WHAT YOU WILL DO: The lines to copy are those in the listing below that contain the word "bool".

DATA EXTRACTS:

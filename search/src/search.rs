//! `PathSearchEngine`: configured A* over a walkability oracle.
//!
//! # Loop
//!
//! The engine keeps a `current` node. Each iteration (at most
//! `max_expansions` of them):
//!
//! 1. If `current` is the destination, walk parent links back to the start
//!    and return the reversed chain.
//! 2. Otherwise expand `current`: generate up to eight neighbours, discard
//!    unwalkable ones (and diagonal corner cuts when disallowed), improve
//!    cheaper routes to known cells in place, and discover new cells.
//! 3. Pop the lowest-`f` live node off the frontier as the new `current`.
//!    An empty frontier ends the search as [`TerminationReason::FrontierExhausted`].
//!
//! All discovered/frontier state is local to one call, so one engine can
//! run any number of sequential searches and engines on different threads
//! share nothing but the oracle.

use log::{debug, trace};

use gridwalk_kernel::grid::cell::Cell;

use crate::compress;
use crate::contract::WalkabilityOracle;
use crate::discovered::DiscoveredSet;
use crate::frontier::Frontier;
use crate::node::{FrontierKey, GridPosition, NodeId, PathNode};
use crate::policy::SearchPolicy;
use crate::report::{SearchReport, SearchStats, TerminationReason};

/// Cost of one diagonal step.
pub const DIAGONAL_STEP_COST: f32 = std::f32::consts::SQRT_2;

/// Cost of one orthogonal step.
pub const ORTHOGONAL_STEP_COST: f32 = 1.0;

/// Orthogonal offsets in generation order: top, right, bottom, left.
const ORTHOGONAL_OFFSETS: [(i32, i32); 4] = [(0, 1), (1, 0), (0, -1), (-1, 0)];

/// Diagonal offsets in generation order: top-right, bottom-right,
/// bottom-left, top-left.
const DIAGONAL_OFFSETS: [(i32, i32); 4] = [(1, 1), (1, -1), (-1, -1), (-1, 1)];

/// A search engine bound to one oracle, one start, one destination.
#[derive(Debug, Clone)]
pub struct PathSearchEngine<O> {
    oracle: O,
    start: Cell,
    destination: Cell,
    policy: SearchPolicy,
}

impl<O: WalkabilityOracle> PathSearchEngine<O> {
    /// Configure an engine. Never fails: any coordinates are accepted and
    /// bounds are entirely the oracle's business.
    pub fn configure(
        oracle: O,
        destination: impl Into<Cell>,
        start: impl Into<Cell>,
        policy: SearchPolicy,
    ) -> Self {
        Self {
            oracle,
            start: start.into(),
            destination: destination.into(),
            policy,
        }
    }

    /// Point the engine at a new start and destination, keeping the oracle
    /// and policy.
    pub fn reconfigure(&mut self, destination: impl Into<Cell>, start: impl Into<Cell>) {
        self.destination = destination.into();
        self.start = start.into();
    }

    /// Replace the policy.
    pub fn set_policy(&mut self, policy: SearchPolicy) {
        self.policy = policy;
    }

    #[must_use]
    pub fn start(&self) -> Cell {
        self.start
    }

    #[must_use]
    pub fn destination(&self) -> Cell {
        self.destination
    }

    #[must_use]
    pub fn policy(&self) -> &SearchPolicy {
        &self.policy
    }

    #[must_use]
    pub fn oracle(&self) -> &O {
        &self.oracle
    }

    /// Run the search and return the start-to-destination path, or an empty
    /// vector if the destination was not reached for any reason.
    #[must_use]
    pub fn search(&self) -> Vec<PathNode> {
        self.search_with_report().path
    }

    /// Run the search and return the path together with diagnostics.
    #[must_use]
    pub fn search_with_report(&self) -> SearchReport {
        trace!(
            "[gridwalk] search: start={} destination={} diagonal={} corner_cutting={} max_expansions={}",
            self.start,
            self.destination,
            self.policy.allow_diagonal_movement,
            self.policy.allow_corner_cutting,
            self.policy.max_expansions
        );

        if !self.oracle.is_cell_walkable(self.destination) {
            debug!(
                "[gridwalk] no path: destination {} is not walkable",
                self.destination
            );
            return self.finish(&SearchContext::default(), TerminationReason::DestinationBlocked, None);
        }

        let mut ctx = SearchContext::default();
        let mut current = ctx.discovered.insert(self.start, 0.0, self.heuristic(self.start), None);

        for _ in 0..self.policy.max_expansions {
            if ctx.discovered.get(current).cell == self.destination {
                return self.finish(&ctx, TerminationReason::DestinationReached, Some(current));
            }

            self.expand(&mut ctx, current);

            let discovered = &ctx.discovered;
            let next = ctx.frontier.pop_live(|id, key| {
                let node = discovered.get(id);
                node.is_open() && key == FrontierKey::from(node)
            });
            let Some(next) = next else {
                return self.finish(&ctx, TerminationReason::FrontierExhausted, None);
            };
            ctx.discovered.get_mut(next).open = false;
            current = next;
        }

        self.finish(&ctx, TerminationReason::ExpansionBudgetExceeded, None)
    }

    /// Collinear waypoint elimination; see [`compress::compress`].
    #[must_use]
    pub fn compress<T: GridPosition + Clone>(path: &[T]) -> Vec<T> {
        compress::compress(path)
    }

    fn expand(&self, ctx: &mut SearchContext, current: NodeId) {
        let (origin, base_cost) = {
            let node = ctx.discovered.get(current);
            (node.cell, node.distance_to_start)
        };
        ctx.expanded.push(origin);

        let orthogonal = ORTHOGONAL_OFFSETS
            .iter()
            .map(|&offset| (offset, ORTHOGONAL_STEP_COST));
        let diagonal = DIAGONAL_OFFSETS
            .iter()
            .filter(|_| self.policy.allow_diagonal_movement)
            .map(|&offset| (offset, DIAGONAL_STEP_COST));

        for ((dx, dy), step_cost) in orthogonal.chain(diagonal) {
            let neighbour = origin.offset(dx, dy);
            if neighbour == origin || !self.oracle.is_cell_walkable(neighbour) {
                continue;
            }
            if dx != 0 && dy != 0 && self.policy.blocks_corner_cutting() && self.cuts_corner(origin, neighbour) {
                continue;
            }

            let candidate_cost = base_cost + step_cost;

            if let Some(existing) = ctx.discovered.lookup(neighbour) {
                let node = ctx.discovered.get_mut(existing);
                if candidate_cost < node.distance_to_start {
                    trace!(
                        "[gridwalk] cheaper route to {}: {:.3} -> {:.3} via {}",
                        neighbour,
                        node.distance_to_start,
                        candidate_cost,
                        origin
                    );
                    node.distance_to_start = candidate_cost;
                    node.parent = Some(current);
                    ctx.cost_improvements += 1;
                    if node.is_open() {
                        let key = FrontierKey::from(&*node);
                        ctx.frontier.push(existing, key);
                    }
                }
                continue;
            }

            let id = ctx.discovered.insert(
                neighbour,
                candidate_cost,
                self.heuristic(neighbour),
                Some(current),
            );
            let node = ctx.discovered.get_mut(id);
            node.open = true;
            let key = FrontierKey::from(&*node);
            ctx.frontier.push(id, key);
        }
    }

    /// A diagonal step cuts a corner unless both orthogonal cells it passes
    /// between (same row, same column) are walkable.
    fn cuts_corner(&self, from: Cell, to: Cell) -> bool {
        !self.oracle.is_walkable(to.x, from.y) || !self.oracle.is_walkable(from.x, to.y)
    }

    /// Euclidean distance with diagonal movement, Manhattan without.
    #[allow(clippy::cast_possible_truncation, clippy::cast_precision_loss)]
    fn heuristic(&self, cell: Cell) -> f32 {
        if self.policy.allow_diagonal_movement {
            cell.euclidean_distance(self.destination) as f32
        } else {
            cell.manhattan_distance(self.destination) as f32
        }
    }

    fn finish(
        &self,
        ctx: &SearchContext,
        termination: TerminationReason,
        reached: Option<NodeId>,
    ) -> SearchReport {
        let path = reached
            .map(|id| ctx.discovered.path_to(id))
            .unwrap_or_default();
        let stats = SearchStats {
            expansions: ctx.expanded.len() as u64,
            discovered: ctx.discovered.len() as u64,
            cost_improvements: ctx.cost_improvements,
            stale_entries_skipped: ctx.frontier.stale_skipped(),
            frontier_high_water: ctx.frontier.high_water(),
        };

        match termination {
            TerminationReason::DestinationReached => debug!(
                "[gridwalk] path found: {} waypoints, cost={:.3}, expansions={}",
                path.len(),
                path.last().map_or(0.0, |n| n.distance_to_start),
                stats.expansions
            ),
            TerminationReason::DestinationBlocked => {}
            other => debug!(
                "[gridwalk] no path: {} after {} expansions ({} discovered)",
                other.as_str(),
                stats.expansions,
                stats.discovered
            ),
        }

        SearchReport {
            start: self.start,
            destination: self.destination,
            policy: self.policy,
            termination,
            path,
            expanded: ctx.expanded.clone(),
            stats,
        }
    }
}

/// Per-call search state.
#[derive(Debug, Default)]
struct SearchContext {
    discovered: DiscoveredSet,
    frontier: Frontier,
    expanded: Vec<Cell>,
    cost_improvements: u64,
}
use crate::api::types::EntityId;
use crate::components::bounds::Aabb;

/// Trigger volume: overlapping it wins the game, it never blocks movement.
#[derive(Debug, Clone, PartialEq)]
pub struct Exit {
    pub id: EntityId,
    pub bounds: Aabb,
}

impl Exit {
    pub fn new(bounds: Aabb) -> Self {
        Self {
            id: EntityId::EXIT,
            bounds,
        }
    }

    pub fn triggered_by(&self, body: &Aabb) -> bool {
        self.bounds.overlaps(body)
    }
}
use crate::input::bindings::Key;

/// Commands issued by the UI layer (buttons).
#[derive(Debug, Clone, Copy, PartialEq, Eq)]
pub enum Command {
    Start,
    Restart,
}

/// Input event types the simulation understands.
#[derive(Debug, Clone, Copy, PartialEq, Eq)]
pub enum InputEvent {
    /// A bound key was pressed.
    KeyDown(Key),
    /// A bound key was released.
    KeyUp(Key),
    /// A UI button was clicked.
    Command(Command),
}

/// A queue of input events.
/// JS writes events into the queue; Rust reads them each tick and drains them each frame.
pub struct InputQueue {
    events: Vec<InputEvent>,
}

impl InputQueue {
    pub fn new() -> Self {
        Self {
            events: Vec::with_capacity(32),
        }
    }

    /// Push a new input event (called from JS via wasm-bindgen).
    pub fn push(&mut self, event: InputEvent) {
        self.events.push(event);
    }

    /// Push the key behind a DOM key code. Unbound codes are dropped.
    pub fn push_key(&mut self, code: &str, down: bool) -> bool {
        match Key::from_code(code) {
            Some(key) if down => {
                self.push(InputEvent::KeyDown(key));
                true
            }
            Some(key) => {
                self.push(InputEvent::KeyUp(key));
                true
            }
            None => false,
        }
    }

    /// Drain all pending events. Returns a Vec and clears the queue.
    pub fn drain(&mut self) -> Vec<InputEvent> {
        std::mem::take(&mut self.events)
    }

    /// Iterate over pending events without consuming them.
    pub fn iter(&self) -> impl Iterator<Item = &InputEvent> {
        self.events.iter()
    }

    /// Check if there are pending events.
    pub fn is_empty(&self) -> bool {
        self.events.is_empty()
    }

    /// Number of pending events.
    pub fn len(&self) -> usize {
        self.events.len()
    }
}

impl Default for InputQueue {
    fn default() -> Self {
        Self::new()
    }
}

EXERCISE SOLUTION:
    fn cuts_corner(&self, from: Cell, to: Cell) -> bool {
    pub fn triggered_by(&self, body: &Aabb) -> bool {
    pub fn push_key(&mut self, code: &str, down: bool) -> bool {
    pub fn is_empty(&self) -> bool {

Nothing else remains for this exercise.